▶ [ABOUT THIS TASK]
Return only the lines running from the top of the entries to the line with "numbers are rejected.", inclusive, exactly as written.

═════ INFORMATION SUPPLIED

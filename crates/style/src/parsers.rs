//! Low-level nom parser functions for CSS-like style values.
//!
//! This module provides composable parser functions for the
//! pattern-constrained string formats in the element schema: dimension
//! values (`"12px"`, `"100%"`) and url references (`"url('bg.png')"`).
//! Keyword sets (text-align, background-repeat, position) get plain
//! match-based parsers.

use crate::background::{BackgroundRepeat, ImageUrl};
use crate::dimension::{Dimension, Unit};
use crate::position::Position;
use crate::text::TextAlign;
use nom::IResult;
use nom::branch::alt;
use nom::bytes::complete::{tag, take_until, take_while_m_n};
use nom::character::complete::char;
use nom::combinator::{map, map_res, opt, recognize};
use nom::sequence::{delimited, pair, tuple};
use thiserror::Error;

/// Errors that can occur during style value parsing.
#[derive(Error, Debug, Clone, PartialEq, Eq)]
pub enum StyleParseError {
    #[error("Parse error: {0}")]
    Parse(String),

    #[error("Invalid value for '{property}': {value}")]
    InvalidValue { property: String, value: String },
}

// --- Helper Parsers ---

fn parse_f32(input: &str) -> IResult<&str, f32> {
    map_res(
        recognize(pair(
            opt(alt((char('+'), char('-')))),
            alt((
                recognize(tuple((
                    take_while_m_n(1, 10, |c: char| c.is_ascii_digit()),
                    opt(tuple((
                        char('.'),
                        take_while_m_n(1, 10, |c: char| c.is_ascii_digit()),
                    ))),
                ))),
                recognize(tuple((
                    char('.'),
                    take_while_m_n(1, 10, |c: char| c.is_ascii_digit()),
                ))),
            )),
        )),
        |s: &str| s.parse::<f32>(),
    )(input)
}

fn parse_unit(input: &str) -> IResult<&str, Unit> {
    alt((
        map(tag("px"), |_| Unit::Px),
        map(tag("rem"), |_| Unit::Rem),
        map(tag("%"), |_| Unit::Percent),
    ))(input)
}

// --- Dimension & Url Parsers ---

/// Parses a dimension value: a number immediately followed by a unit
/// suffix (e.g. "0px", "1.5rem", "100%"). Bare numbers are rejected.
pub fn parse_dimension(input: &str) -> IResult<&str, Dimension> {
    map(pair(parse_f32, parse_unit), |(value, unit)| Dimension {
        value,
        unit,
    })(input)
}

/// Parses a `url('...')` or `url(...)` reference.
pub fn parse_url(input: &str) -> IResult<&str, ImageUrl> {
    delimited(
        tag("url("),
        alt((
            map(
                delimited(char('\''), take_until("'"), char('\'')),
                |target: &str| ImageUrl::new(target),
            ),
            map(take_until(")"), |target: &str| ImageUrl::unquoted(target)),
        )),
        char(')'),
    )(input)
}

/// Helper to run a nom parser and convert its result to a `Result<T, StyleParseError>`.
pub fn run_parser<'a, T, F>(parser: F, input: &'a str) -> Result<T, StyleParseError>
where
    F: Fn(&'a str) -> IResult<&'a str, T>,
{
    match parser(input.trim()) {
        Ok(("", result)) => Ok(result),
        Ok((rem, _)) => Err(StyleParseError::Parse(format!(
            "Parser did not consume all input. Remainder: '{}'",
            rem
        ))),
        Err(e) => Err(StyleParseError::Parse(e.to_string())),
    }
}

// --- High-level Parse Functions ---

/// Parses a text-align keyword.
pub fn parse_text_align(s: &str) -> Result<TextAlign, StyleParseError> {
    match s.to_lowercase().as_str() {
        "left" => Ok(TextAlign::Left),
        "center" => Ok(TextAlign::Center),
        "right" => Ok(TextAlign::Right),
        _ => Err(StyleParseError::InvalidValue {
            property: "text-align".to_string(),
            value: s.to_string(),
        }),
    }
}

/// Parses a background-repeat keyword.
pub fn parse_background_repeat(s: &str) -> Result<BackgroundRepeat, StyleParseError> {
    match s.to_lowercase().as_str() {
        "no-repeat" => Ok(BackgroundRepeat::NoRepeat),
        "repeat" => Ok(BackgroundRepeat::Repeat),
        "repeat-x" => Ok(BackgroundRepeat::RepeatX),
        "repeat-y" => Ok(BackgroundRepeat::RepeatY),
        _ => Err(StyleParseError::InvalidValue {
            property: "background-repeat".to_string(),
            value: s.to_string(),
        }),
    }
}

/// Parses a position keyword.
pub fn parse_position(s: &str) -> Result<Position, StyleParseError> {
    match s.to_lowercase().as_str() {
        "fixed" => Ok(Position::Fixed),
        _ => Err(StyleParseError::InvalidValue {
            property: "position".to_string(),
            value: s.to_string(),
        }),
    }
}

══════════

▶ [FINISHED TASK]
filename crates/style/src/parsers.rs
//! Low-level nom parser functions for CSS-like style values.
//!
//! This module provides composable parser functions for the
//! pattern-constrained string formats in the element schema: dimension
//! values (`"12px"`, `"100%"`) and url references (`"url('bg.png')"`).
//! Keyword sets (text-align, background-repeat, position) get plain
//! match-based parsers.

use crate::background::{BackgroundRepeat, ImageUrl};
use crate::dimension::{Dimension, Unit};
use crate::position::Position;
use crate::text::TextAlign;
use nom::IResult;
use nom::branch::alt;
use nom::bytes::complete::{tag, take_until, take_while_m_n};
use nom::character::complete::char;
use nom::combinator::{map, map_res, opt, recognize};
use nom::sequence::{delimited, pair, tuple};
use thiserror::Error;

/// Errors that can occur during style value parsing.
#[derive(Error, Debug, Clone, PartialEq, Eq)]
pub enum StyleParseError {
    #[error("Parse error: {0}")]
    Parse(String),

    #[error("Invalid value for '{property}': {value}")]
    InvalidValue { property: String, value: String },
}

// --- Helper Parsers ---

fn parse_f32(input: &str) -> IResult<&str, f32> {
    map_res(
        recognize(pair(
            opt(alt((char('+'), char('-')))),
            alt((
                recognize(tuple((
                    take_while_m_n(1, 10, |c: char| c.is_ascii_digit()),
                    opt(tuple((
                        char('.'),
                        take_while_m_n(1, 10, |c: char| c.is_ascii_digit()),
                    ))),
                ))),
                recognize(tuple((
                    char('.'),
                    take_while_m_n(1, 10, |c: char| c.is_ascii_digit()),
                ))),
            )),
        )),
        |s: &str| s.parse::<f32>(),
    )(input)
}

fn parse_unit(input: &str) -> IResult<&str, Unit> {
    alt((
        map(tag("px"), |_| Unit::Px),
        map(tag("rem"), |_| Unit::Rem),
        map(tag("%"), |_| Unit::Percent),
    ))(input)
}

// --- Dimension & Url Parsers ---

/// Parses a dimension value: a number immediately followed by a unit
/// suffix (e.g. "0px", "1.5rem", "100%"). Bare numbers are rejected.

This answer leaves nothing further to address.